*What needs to be done*
Copy all lines of the listing that include the string "without".

╭──

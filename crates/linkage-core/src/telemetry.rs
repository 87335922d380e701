// SPDX-License-Identifier: Apache-2.0
// © James Ross Ω FLYING•ROBOTS <https://github.com/flyingrobots>

// Structured `tracing` events for link changes. Library code never installs a
// subscriber; these are silent unless the embedding application does.

use crate::error::LinkOutcome;
use crate::event::{LinkEvent, PeerChange};
use crate::ident::EndpointId;

/// Emits one debug event per applied peer change.
pub(crate) fn changed(events: &[LinkEvent]) {
    for event in events {
        match event.change {
            PeerChange::Added(peer) => tracing::debug!(
                endpoint = %event.endpoint,
                role = %event.role,
                %peer,
                "peer added"
            ),
            PeerChange::Removed(peer) => tracing::debug!(
                endpoint = %event.endpoint,
                role = %event.role,
                %peer,
                "peer removed"
            ),
            PeerChange::Replaced { old, new } => tracing::debug!(
                endpoint = %event.endpoint,
                role = %event.role,
                %old,
                %new,
                "peer replaced"
            ),
        }
    }
}

/// Emits a debug event when an acceptance predicate refused a link.
pub(crate) fn rejected(endpoint: EndpointId, candidate: EndpointId) {
    tracing::debug!(%endpoint, %candidate, "link rejected by acceptance predicate");
}

/// Emits a trace event for requests that were already satisfied.
pub(crate) fn settled(endpoint: EndpointId, op: &'static str, outcome: LinkOutcome) {
    tracing::trace!(%endpoint, op, ?outcome, "request settled without change");
}
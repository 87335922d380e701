// SPDX-License-Identifier: Apache-2.0
// © James Ross Ω FLYING•ROBOTS <https://github.com/flyingrobots>
//! linkage-core: arena-backed bidirectional associations.
//!
//! Domain objects live in a [`LinkStore`]. Each role an object plays in a
//! relationship is an *endpoint* of one of three multiplicities:
//!
//! - [`SingleEnd`]: 0..1 peer, changed with [`LinkStore::connect`];
//! - [`SetEnd`]: unordered 0..* peers without duplicates;
//! - [`OrderedEnd`]: insertion-ordered 0..* peers, duplicates allowed.
//!
//! Linking two endpoints updates both sides: the requesting endpoint changes
//! its own peers and the store mirrors the change onto the peer. After every
//! successful request, `a` lists `b` iff `b` lists `a`.
//!
//! ```
//! use linkage_core::{LinkStore, Role};
//!
//! const OWNS: Role = Role::new("owns");
//! const OWNER: Role = Role::new("owner");
//!
//! let mut store = LinkStore::new();
//! let shelf = store.insert("shelf");
//! let book = store.insert("book");
//! let holds = store.add_set(shelf, OWNS)?;
//! let held_by = store.add_single(book, OWNER)?;
//!
//! store.add(holds, held_by)?;
//! assert_eq!(store.peer(held_by)?, Some(holds.into()));
//! assert_eq!(&store.peer_objects(holds)?[..], &[book]);
//! # Ok::<(), linkage_core::LinkError>(())
//! ```
#![forbid(unsafe_code)]
#![deny(missing_docs, rust_2018_idioms, unused_must_use)]
#![deny(
    clippy::all,
    clippy::pedantic,
    clippy::nursery,
    clippy::cargo,
    clippy::unwrap_used,
    clippy::expect_used,
    clippy::panic,
    clippy::todo,
    clippy::unimplemented,
    clippy::dbg_macro,
    clippy::print_stdout,
    clippy::print_stderr
)]
#![allow(
    clippy::must_use_candidate,
    clippy::return_self_not_must_use,
    clippy::missing_const_for_fn,
    clippy::redundant_pub_crate,
    clippy::module_name_repetitions,
    clippy::use_self
)]
#![cfg_attr(test, allow(clippy::unwrap_used))]

mod arena;
mod config;
mod digest;
mod endpoint;
mod error;
mod event;
pub mod guard;
mod ident;
mod store;
mod telemetry;

// Re-exports for stable public API
pub use config::{StoreConfig, VerifyMode};
pub use endpoint::{
    Acceptor, Candidate, EndpointRef, ManyEnd, Multiplicity, OrderedEnd, PeerView, SetEnd,
    SingleEnd,
};
pub use error::{LinkError, LinkOutcome};
pub use event::{LinkEvent, Listener, PeerChange};
pub use guard::{BrokenInvariant, InvariantKind};
pub use ident::{EndpointId, Hash, ListenerId, ObjectId, Role};
pub use store::LinkStore;
// SPDX-License-Identifier: Apache-2.0
// © James Ross Ω FLYING•ROBOTS <https://github.com/flyingrobots>
//! Ordered trees.
//!
//! Each node plays [`PARENT`] (single) and [`CHILDREN`] (ordered). Moving a
//! node from either side keeps both in step: adding a child to a new parent
//! removes it from the old parent's children, and reparenting a node appends
//! it to the new parent's children.

use linkage_core::{LinkStore, ObjectId, OrderedEnd, Role, SingleEnd, StoreConfig};

use crate::error::GraphError;
use crate::walk::walk_breadth_first;

/// A node's parent.
pub const PARENT: Role = Role::new("parent");
/// A node's children, in insertion order.
pub const CHILDREN: Role = Role::new("children");

/// Forest of `T` values.
#[derive(Debug)]
pub struct Tree<T> {
    store: LinkStore<T>,
}

impl<T> Default for Tree<T> {
    fn default() -> Self {
        Self::new()
    }
}

impl<T> Tree<T> {
    /// Empty forest.
    pub fn new() -> Self {
        Self {
            store: LinkStore::new(),
        }
    }

    /// Empty forest over a store built with `config`.
    pub fn with_config(config: StoreConfig) -> Self {
        Self {
            store: LinkStore::with_config(config),
        }
    }

    /// The backing store.
    pub fn store(&self) -> &LinkStore<T> {
        &self.store
    }

    /// Adds a root node.
    pub fn insert(&mut self, value: T) -> Result<ObjectId, GraphError> {
        let node = self.store.insert(value);
        self.store.add_single(node, PARENT)?;
        self.store.add_ordered(node, CHILDREN)?;
        Ok(node)
    }

    /// Value stored at `node`.
    pub fn get(&self, node: ObjectId) -> Option<&T> {
        self.store.object(node)
    }

    /// Appends `child` to `parent`'s children, detaching it from its current
    /// parent. Adding a child to the parent it already has is a no-op.
    pub fn add_child(&mut self, parent: ObjectId, child: ObjectId) -> Result<(), GraphError> {
        let children = self.children_end(parent)?;
        let up = self.parent_end(child)?;
        if self.store.peer(up)? == Some(children.into()) {
            return Ok(());
        }
        self.check_acyclic(child, parent)?;
        self.store.add(children, up)?;
        Ok(())
    }

    /// Moves `child` under `parent` (appended last), or makes it a root when
    /// `parent` is `None`. A child already under `parent` keeps its place.
    pub fn reparent(&mut self, child: ObjectId, parent: Option<ObjectId>) -> Result<(), GraphError> {
        let up = self.parent_end(child)?;
        match parent {
            Some(parent) => {
                let children = self.children_end(parent)?;
                self.check_acyclic(child, parent)?;
                self.store.connect(up, children)?;
            }
            None => {
                self.store.disconnect(up)?;
            }
        }
        Ok(())
    }

    /// Makes `node` a root.
    pub fn detach(&mut self, node: ObjectId) -> Result<(), GraphError> {
        self.reparent(node, None)
    }

    /// Removes `node`; its children become roots.
    pub fn remove(&mut self, node: ObjectId) -> Result<T, GraphError> {
        Ok(self.store.remove_object(node)?)
    }

    /// Parent of `node`, if it has one.
    pub fn parent(&self, node: ObjectId) -> Result<Option<ObjectId>, GraphError> {
        let up = self.parent_end(node)?;
        match self.store.peer(up)? {
            Some(children) => Ok(Some(self.store.owner_of(children)?)),
            None => Ok(None),
        }
    }

    /// Children of `node` in insertion order.
    pub fn children(&self, node: ObjectId) -> Result<Vec<ObjectId>, GraphError> {
        let down = self.children_end(node)?;
        Ok(self.store.peer_objects(down)?.to_vec())
    }

    /// `node` and everything below it, level by level.
    pub fn descendants(&self, node: ObjectId) -> Result<Vec<ObjectId>, GraphError> {
        Ok(walk_breadth_first(&self.store, node, CHILDREN)?)
    }

    /// Top-most ancestor of `node` (itself for a root).
    pub fn root_of(&self, node: ObjectId) -> Result<ObjectId, GraphError> {
        let mut current = node;
        while let Some(parent) = self.parent(current)? {
            current = parent;
        }
        Ok(current)
    }

    fn check_acyclic(&self, child: ObjectId, parent: ObjectId) -> Result<(), GraphError> {
        if self.descendants(child)?.contains(&parent) {
            tracing::debug!(%child, %parent, "reparent rejected: cycle");
            return Err(GraphError::Cycle { child, parent });
        }
        Ok(())
    }

    fn parent_end(&self, node: ObjectId) -> Result<SingleEnd, GraphError> {
        Ok(self.store.single(node, PARENT)?)
    }

    fn children_end(&self, node: ObjectId) -> Result<OrderedEnd, GraphError> {
        Ok(self.store.ordered(node, CHILDREN)?)
    }
}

╰──

*Answer to this task*
    tracing::trace!(%endpoint, op, ?outcome, "request settled without change");
//! - [`SetEnd`]: unordered 0..* peers without duplicates;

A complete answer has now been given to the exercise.